Prince Harry and Meghan Markle have beefed up their security amid an increase in hateful racist messages directed toward the Duchess online.
Meghan was photographed after attending a panel discussion to mark International Women's Day on Thursday in London, England. The Duchess showed off her bare legs - which proper English socialites frown upon.
The Royal Family is reportedly "on edge" over the racist online abuse directed at Prince Harry's pregnant wife Meghan Duchess of Sussex.
"The Royal Family is forced to [monitor] their social media feeds 24/7 because of all of the racist hate that Meghan has been receiving. It has become a great problem," a palace insider tells RadarOnline.com.
"It is a good thing that the royal family does not allow personal social media accounts. But because of this these racists are coming for them on their public social media, which is meant to give updates on the entire family."
According to the source, "everyone is on edge right now and Meghan and Harry have also beefed up security on them specifically."
"This was not something she ever even thought about when joining the royal family," the source added.
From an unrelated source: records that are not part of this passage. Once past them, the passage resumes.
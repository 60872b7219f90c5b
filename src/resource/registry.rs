//! Resource Registry - Compute Engine resource kinds
//!
//! Every Compute Engine type the teardown engine deletes is described by one
//! [`ComputeKind`]: where the collection lives, how items point at other
//! resources, and which quota metric an item consumes. Adding a compute type
//! means adding a row here.

use super::ResourceType;

/// Quota service for every Compute Engine kind.
pub const COMPUTE_SERVICE: &str = "compute.googleapis.com";

/// Where a collection lives in the Compute Engine API.
#[derive(Debug, Clone, Copy, PartialEq, Eq)]
pub enum Scope {
    Global,
    Regional,
    Zonal,
}

/// Which field of an item lists the resources it references.
#[derive(Debug, Clone, Copy, PartialEq, Eq)]
pub enum ReferenceField {
    None,
    /// `backends[].group` of a backend service
    BackendGroups,
    /// `instances[]` of a target pool
    PoolInstances,
}

/// Definition of one Compute Engine resource kind.
#[derive(Debug, Clone, Copy)]
pub struct ComputeKind {
    pub resource_type: ResourceType,
    /// REST collection name, e.g. `forwardingRules`
    pub collection: &'static str,
    pub scope: Scope,
    pub references: ReferenceField,
    /// Quota limit consumed by one item
    pub quota_limit: &'static str,
}

const fn kind(
    resource_type: ResourceType,
    collection: &'static str,
    scope: Scope,
    quota_limit: &'static str,
) -> ComputeKind {
    ComputeKind {
        resource_type,
        collection,
        scope,
        references: ReferenceField::None,
        quota_limit,
    }
}

pub const COMPUTE_KINDS: &[ComputeKind] = &[
    kind(ResourceType::Instance, "instances", Scope::Zonal, "instances"),
    kind(ResourceType::Disk, "disks", Scope::Zonal, "disks"),
    kind(ResourceType::InstanceGroup, "instanceGroups", Scope::Zonal, "instance_groups"),
    kind(ResourceType::Image, "images", Scope::Global, "images"),
    kind(ResourceType::Route, "routes", Scope::Global, "routes"),
    kind(ResourceType::Firewall, "firewalls", Scope::Global, "firewalls"),
    kind(ResourceType::Address, "addresses", Scope::Regional, "static_addresses"),
    ComputeKind {
        references: ReferenceField::PoolInstances,
        ..kind(ResourceType::TargetPool, "targetPools", Scope::Regional, "target_pools")
    },
    kind(ResourceType::ForwardingRule, "forwardingRules", Scope::Regional, "forwarding_rules"),
    ComputeKind {
        references: ReferenceField::BackendGroups,
        ..kind(ResourceType::BackendService, "backendServices", Scope::Regional, "backend_services")
    },
    kind(ResourceType::HealthCheck, "healthChecks", Scope::Global, "health_checks"),
    kind(ResourceType::HttpHealthCheck, "httpHealthChecks", Scope::Global, "health_checks"),
    kind(ResourceType::Router, "routers", Scope::Regional, "routers"),
    kind(ResourceType::Subnetwork, "subnetworks", Scope::Regional, "subnetworks"),
    kind(ResourceType::Network, "networks", Scope::Global, "networks"),
];

/// Get the compute kind for a resource type
pub fn compute_kind(resource_type: ResourceType) -> Option<&'static ComputeKind> {
    COMPUTE_KINDS.iter().find(|k| k.resource_type == resource_type)
}

#[cfg(test)]
mod tests {
    use super::*;
    use std::collections::HashSet;

    #[test]
    fn test_kinds_are_unique() {
        let types: HashSet<_> = COMPUTE_KINDS.iter().map(|k| k.resource_type).collect();
        assert_eq!(types.len(), COMPUTE_KINDS.len());
    }

    #[test]
    fn test_non_compute_types_have_no_kind() {
        assert!(compute_kind(ResourceType::Bucket).is_none());
        assert!(compute_kind(ResourceType::ServiceAccount).is_none());
        assert!(compute_kind(ResourceType::DnsZone).is_none());
    }

    #[test]
    fn test_reference_fields() {
        let pool = compute_kind(ResourceType::TargetPool).unwrap();
        assert_eq!(pool.references, ReferenceField::PoolInstances);
        let backend = compute_kind(ResourceType::BackendService).unwrap();
        assert_eq!(backend.references, ReferenceField::BackendGroups);
        assert_eq!(backend.scope, Scope::Regional);
    }
}
//! Trip endpoints. Listings carry live seat availability; the detail view
//! adds the taken seats for seat-map rendering.

use std::sync::Arc;

use axum::Json;
use axum::extract::{Path, Query, State};
use axum::http::StatusCode;
use common::{RouteId, TrainId, TripId};
use domain::{NewTrip, Trip};
use serde::Deserialize;
use store::{RailwayStore, TripDetail, TripFilter, TripSummary};

use crate::AppState;
use crate::error::ApiError;

/// Query parameters for trip listings: exact route and/or train filter.
#[derive(Debug, Deserialize)]
pub struct TripQuery {
    pub route: Option<i64>,
    pub train: Option<i64>,
}

/// POST /api/trips
#[tracing::instrument(skip(state))]
pub async fn create<S: RailwayStore + Clone + 'static>(
    State(state): State<Arc<AppState<S>>>,
    Json(new): Json<NewTrip>,
) -> Result<(StatusCode, Json<Trip>), ApiError> {
    let created = state.store.create_trip(new).await?;
    Ok((StatusCode::CREATED, Json(created)))
}

/// GET /api/trips?route=&train=
#[tracing::instrument(skip(state))]
pub async fn list<S: RailwayStore + Clone + 'static>(
    State(state): State<Arc<AppState<S>>>,
    Query(query): Query<TripQuery>,
) -> Result<Json<Vec<TripSummary>>, ApiError> {
    let filter = TripFilter {
        route: query.route.map(RouteId::new),
        train: query.train.map(TrainId::new),
    };
    Ok(Json(state.store.list_trips(filter).await?))
}

/// GET /api/trips/:id
#[tracing::instrument(skip(state))]
pub async fn get<S: RailwayStore + Clone + 'static>(
    State(state): State<Arc<AppState<S>>>,
    Path(id): Path<i64>,
) -> Result<Json<TripDetail>, ApiError> {
    Ok(Json(state.store.get_trip(TripId::new(id)).await?))
}

/// PUT /api/trips/:id
#[tracing::instrument(skip(state))]
pub async fn update<S: RailwayStore + Clone + 'static>(
    State(state): State<Arc<AppState<S>>>,
    Path(id): Path<i64>,
    Json(new): Json<NewTrip>,
) -> Result<Json<Trip>, ApiError> {
    Ok(Json(state.store.update_trip(TripId::new(id), new).await?))
}

/// DELETE /api/trips/:id
#[tracing::instrument(skip(state))]
pub async fn delete<S: RailwayStore + Clone + 'static>(
    State(state): State<Arc<AppState<S>>>,
    Path(id): Path<i64>,
) -> Result<StatusCode, ApiError> {
    state.store.delete_trip(TripId::new(id)).await?;
    Ok(StatusCode::NO_CONTENT)
}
Prince Harry, 34, and Meghan, 37, will welcome their first child next month. Unlike American celebrities, who hide their newborns from the public, the royal couple will introduce their newborn to British subjects the day Meghan leaves the hospital.
Last week, the royal family issued a strict set of guidelines directed at anyone who is engaging with any of their social media channels.
Among the new set of rules, the guidelines state that "comments must not contain spam, be defamatory of any person, deceive others, be obscene, offensive, threatening, abusive, hateful, inflammatory or promote sexually explicit material or violence."
In addition, the guidelines state that "comments must not promote discrimination based on race, sex, religion, nationality, disability, sexual orientation or age."